La position de principe de l’Algérie

L’Algérie déclare qu’elle n’a aucune ambition territoriale. Elle l’a déjà énoncé dès le début en présence de Hassan II et de Mokhtar Ould Dada.Le problème à l’époque au début des années 70 était de définir le soutien des 3 pays pour arracher l’indépendance du Sahara occidental. On connaît la suite : la collusion du Maroc et de la Mauritanie pour se partager un pays qui ne leur appartient pas. De fait et bien que cette position est lourde, l’Algérie soutient le principe d’autodétermination des peuples. Elle est pour la mise en application des résolutions (1754 (2007), 1783 (2007), 1813 (2008), 1871 (2009), 1920 (2010), 1979 (2011), 2044 (2012) et 2099 (2013) de lONU concernant l’organisation d’un référendum du peuple sahraoui sous les auspices de l’ONU.  (1)


Quels sont les pays qui ont reconnu la RASD ?

Pour l’Union africaine (ancienne Organisation de l’unité africaine), la RASD est un État membre avec toutes ses prérogatives. Aucun pays  arabe du Golfe ne soutient l’autodétermination du peuple saharaoui. La Ligue arabe soutient explicitement l’intégrité territoriale du Maroc. Nous voyons bien que les pays arabes sont rétifs au droit des peuples à s’auto-déterminer, n’ayant jamais combattu pour leur indépendance qui leur a été octroyée. De plus, les royautés se serrent les coudes car  les peuples ne sont pas gouvernés, ils  ne sont pas des citoyens mais des sujets dans un siècle où les hommes veulent aller sur Mars. Il y aurait  une vingtaine de pays, la Russie, l’Espagne et le Royaume-Uni, les États-Unis font  partie en théorie du “groupe d’amis du Sahara occidental”. 
 

La position de la France toujours ambivalente  

La France est sortie enfin de sa fausse neutralité et annonce son soutien au plan marocain d’autonomie qui est de fait un changement de colonisation  d’abord par l’Espagne ensuite par le Maroc.  Le conflit du Sahara occidental a vu défiler 6 présidents de la Ve République qui, à des degrés divers, ont tous été du côté de l’injustice et de la négation  des droits et des peuples à s’auto-déterminer. Nous allons décrire sans être exhaustifs les positions des six présidents tous alignés du côté du pays colonial. 


Avec le président Valéry Giscard d’Estaing, non seulement il est pour l’invasion du Sahara par le Maroc lors de la marche verte, mais il prête ses avions pour bombarder les populations, comme le signale le gouvernement de la RASD : «Le  ministère sahraoui de la Défense a annoncé, le 18 décembre 1976, dans un communiqué, que deux escadrilles de douze avions Jaguar chacune, accompagnées de quatre Breguet-Atlantic, avaient «mitraillé et bombardé au phosphore et au napalm, le 15 décembre, une unité sahraouie qui regagnait ses bases, après avoir attaqué le train minéralier Zouerate-Nouadhibou.

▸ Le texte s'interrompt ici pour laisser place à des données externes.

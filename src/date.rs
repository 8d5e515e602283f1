//! Dates as canonical long-form Russian phrases.
//!
//! `21.06.1992` becomes "ДВАДЦАТЬ ПЕРВОЕ ИЮНЯ ОДНА ТЫСЯЧА ДЕВЯТЬСОТ ДЕВЯНОСТО
//! ВТОРОГО ГОДА", which is then encoded like any other word.

const ORDINAL_DAY: [&str; 31] = [
    "ПЕРВОЕ",
    "ВТОРОЕ",
    "ТРЕТЬЕ",
    "ЧЕТВЁРТОЕ",
    "ПЯТОЕ",
    "ШЕСТОЕ",
    "СЕДЬМОЕ",
    "ВОСЬМОЕ",
    "ДЕВЯТОЕ",
    "ДЕСЯТОЕ",
    "ОДИННАДЦАТОЕ",
    "ДВЕНАДЦАТОЕ",
    "ТРИНАДЦАТОЕ",
    "ЧЕТЫРНАДЦАТОЕ",
    "ПЯТНАДЦАТОЕ",
    "ШЕСТНАДЦАТОЕ",
    "СЕМНАДЦАТОЕ",
    "ВОСЕМНАДЦАТОЕ",
    "ДЕВЯТНАДЦАТОЕ",
    "ДВАДЦАТОЕ",
    "ДВАДЦАТЬ ПЕРВОЕ",
    "ДВАДЦАТЬ ВТОРОЕ",
    "ДВАДЦАТЬ ТРЕТЬЕ",
    "ДВАДЦАТЬ ЧЕТВЁРТОЕ",
    "ДВАДЦАТЬ ПЯТОЕ",
    "ДВАДЦАТЬ ШЕСТОЕ",
    "ДВАДЦАТЬ СЕДЬМОЕ",
    "ДВАДЦАТЬ ВОСЬМОЕ",
    "ДВАДЦАТЬ ДЕВЯТОЕ",
    "ТРИДЦАТОЕ",
    "ТРИДЦАТЬ ПЕРВОЕ",
];

const MONTH_GENITIVE: [&str; 12] = [
    "ЯНВАРЯ", "ФЕВРАЛЯ", "МАРТА", "АПРЕЛЯ", "МАЯ", "ИЮНЯ", "ИЮЛЯ", "АВГУСТА", "СЕНТЯБРЯ",
    "ОКТЯБРЯ", "НОЯБРЯ", "ДЕКАБРЯ",
];

const ORD_UNIT_GEN: [&str; 10] = [
    "", "ПЕРВОГО", "ВТОРОГО", "ТРЕТЬЕГО", "ЧЕТВЁРТОГО", "ПЯТОГО", "ШЕСТОГО", "СЕДЬМОГО",
    "ВОСЬМОГО", "ДЕВЯТОГО",
];
const ORD_TEEN_GEN: [&str; 10] = [
    "ДЕСЯТОГО",
    "ОДИННАДЦАТОГО",
    "ДВЕНАДЦАТОГО",
    "ТРИНАДЦАТОГО",
    "ЧЕТЫРНАДЦАТОГО",
    "ПЯТНАДЦАТОГО",
    "ШЕСТНАДЦАТОГО",
    "СЕМНАДЦАТОГО",
    "ВОСЕМНАДЦАТОГО",
    "ДЕВЯТНАДЦАТОГО",
];
const TENS_CARDINAL: [&str; 10] = [
    "", "", "ДВАДЦАТЬ", "ТРИДЦАТЬ", "СОРОК", "ПЯТЬДЕСЯТ", "ШЕСТЬДЕСЯТ", "СЕМЬДЕСЯТ",
    "ВОСЕМЬДЕСЯТ", "ДЕВЯНОСТО",
];
const TENS_ORD_GEN: [&str; 10] = [
    "",
    "",
    "ДВАДЦАТОГО",
    "ТРИДЦАТОГО",
    "СОРОКОВОГО",
    "ПЯТИДЕСЯТОГО",
    "ШЕСТИДЕСЯТОГО",
    "СЕМИДЕСЯТОГО",
    "ВОСЬМИДЕСЯТОГО",
    "ДЕВЯНОСТОГО",
];
const HUNDREDS_ORD_GEN: [&str; 10] = [
    "",
    "СОТОГО",
    "ДВУХСОТОГО",
    "ТРЁХСОТОГО",
    "ЧЕТЫРЁХСОТОГО",
    "ПЯТИСОТОГО",
    "ШЕСТИСОТОГО",
    "СЕМИСОТОГО",
    "ВОСЬМИСОТОГО",
    "ДЕВЯТИСОТОГО",
];
const THOUSANDS_COUNT: [&str; 10] = [
    "", "ОДНА", "ДВЕ", "ТРИ", "ЧЕТЫРЕ", "ПЯТЬ", "ШЕСТЬ", "СЕМЬ", "ВОСЕМЬ", "ДЕВЯТЬ",
];

/// Gregorian leap year.
pub fn is_leap(year: u32) -> bool {
    year % 400 == 0 || (year % 4 == 0 && year % 100 != 0)
}

/// Days in `month` (1..=12) of `year`.
pub fn days_in_month(month: u32, year: u32) -> u32 {
    match month {
        1 | 3 | 5 | 7 | 8 | 10 | 12 => 31,
        4 | 6 | 9 | 11 => 30,
        _ if is_leap(year) => 29,
        _ => 28,
    }
}

fn last_two_ordinal(n: u32) -> String {
    if (10..=19).contains(&n) {
        return ORD_TEEN_GEN[(n - 10) as usize].to_string();
    }
    let t = (n / 10) as usize;
    let u = (n % 10) as usize;
    if t == 0 {
        return ORD_UNIT_GEN[u].to_string();
    }
    if u == 0 {
        return TENS_ORD_GEN[t].to_string();
    }
    format!("{} {}", TENS_CARDINAL[t], ORD_UNIT_GEN[u])
}

fn thousands_phrase(thousands: u32) -> String {
    let th = thousands as usize;
    match thousands {
        1 => "ОДНА ТЫСЯЧА".to_string(),
        2..=4 => format!("{} ТЫСЯЧИ", THOUSANDS_COUNT[th]),
        _ => format!("{} ТЫСЯЧ", THOUSANDS_COUNT[th]),
    }
}

/// Long-form genitive phrase for a calendar date with a four-digit year.
/// Returns `None` for anything that is not a real date in 1000..=9999.
pub fn date_to_phrase(day: u32, month: u32, year: u32) -> Option<String> {
    if !(1000..=9999).contains(&year) || !(1..=12).contains(&month) {
        return None;
    }
    if day == 0 || day > days_in_month(month, year) {
        return None;
    }
    let day_word = ORDINAL_DAY.get(day as usize - 1)?;
    let month_word = MONTH_GENITIVE.get(month as usize - 1)?;
    if year == 2000 {
        return Some(format!("{day_word} {month_word} ДВУХТЫСЯЧНОГО ГОДА"));
    }

    let thousands = year / 1000;
    let hundreds = ((year % 1000) / 100) as usize;
    let last_two = year % 100;

    let mut parts = vec![thousands_phrase(thousands)];
    if hundreds > 0 {
        parts.push(HUNDREDS_ORD_GEN[hundreds].to_string());
    }
    if last_two > 0 {
        parts.push(last_two_ordinal(last_two));
    }
    Some(format!("{day_word} {month_word} {} ГОДА", parts.join(" ")))
}

fn split_date(text: &str) -> Option<(&str, &str, &str)> {
    let is_sep = |c: char| matches!(c, '.' | '-' | '/');
    let mut fields = text.trim().split(is_sep);
    let day = fields.next()?;
    let month = fields.next()?;
    let year = fields.next()?;
    if fields.next().is_some() {
        return None;
    }
    Some((day, month, year))
}

fn digits(field: &str, min: usize, max: usize) -> Option<u32> {
    if field.len() < min || field.len() > max || !field.bytes().all(|b| b.is_ascii_digit()) {
        return None;
    }
    field.parse().ok()
}

/// Recognise `D.M.YYYY` (separators `.`, `-` or `/`) and return the phrase
/// plus a `YYYYMMDD` key. Invalid calendar dates yield `None`.
///
/// # Examples
///
/// ```
/// use kryon_encoder::date::parse_date_phrase;
///
/// let (phrase, key) = parse_date_phrase("21.06.1992").unwrap();
/// assert_eq!(phrase, "ДВАДЦАТЬ ПЕРВОЕ ИЮНЯ ОДНА ТЫСЯЧА ДЕВЯТЬСОТ ДЕВЯНОСТО ВТОРОГО ГОДА");
/// assert_eq!(key, "19920621");
/// assert!(parse_date_phrase("29.02.2023").is_none());
/// ```
pub fn parse_date_phrase(text: &str) -> Option<(String, String)> {
    let (d, m, y) = split_date(text)?;
    let day = digits(d, 1, 2)?;
    let month = digits(m, 1, 2)?;
    let year = digits(y, 4, 4)?;
    let phrase = date_to_phrase(day, month, year)?;
    Some((phrase, format!("{year:04}{month:02}{day:02}")))
}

Plusieurs dizaines de combattants auraient été tués, ainsi que quarante-neuf hommes qui avaient été faits prisonniers au cours d’une attaque du train.» (4)


 «Le calcul du président français Giscard d’Estaing est alors stratégique : un Sahara occidental sous contrôle marocain sera plus facilement exploitable par des entreprises françaises qu’un Sahara occidental indépendant. La France n’a pas dévié de cette stratégie et «souhaite à tout prix ne pas froisser Rabat, quitte à piétiner le droit international pour la question sahraouie». (5)  
 

Avec  le président François Mitterrand; c’est un changement de président dans la continuité de l’engagement pro-Marocain. Nous lisons : Cela fait plusieurs années que ma position dans ce domaine est connue.  Telle était ma position lorsque j’étais l’un des responsables de l’opposition politique en France. Telle est toujours ma position en tant que président de la République française. J’ai toujours demandé l’autodétermination sur la base d’un référendum, les procédures de ce référendum étant sous le contrôle d’institutions internationales reconnues, je pense à l’Organisation de l’unité africaine et aux Nations unies. Je n’ai pu que me réjouir lorsque Sa Majesté Hassan II a confirmé, lors d’une conférence de l’Organisation de l’Unité africaine, qu’un référendum sur la base que je viens d’indiquer - ou à peu près - verrait le Maroc s’y rallier et le soutenir. 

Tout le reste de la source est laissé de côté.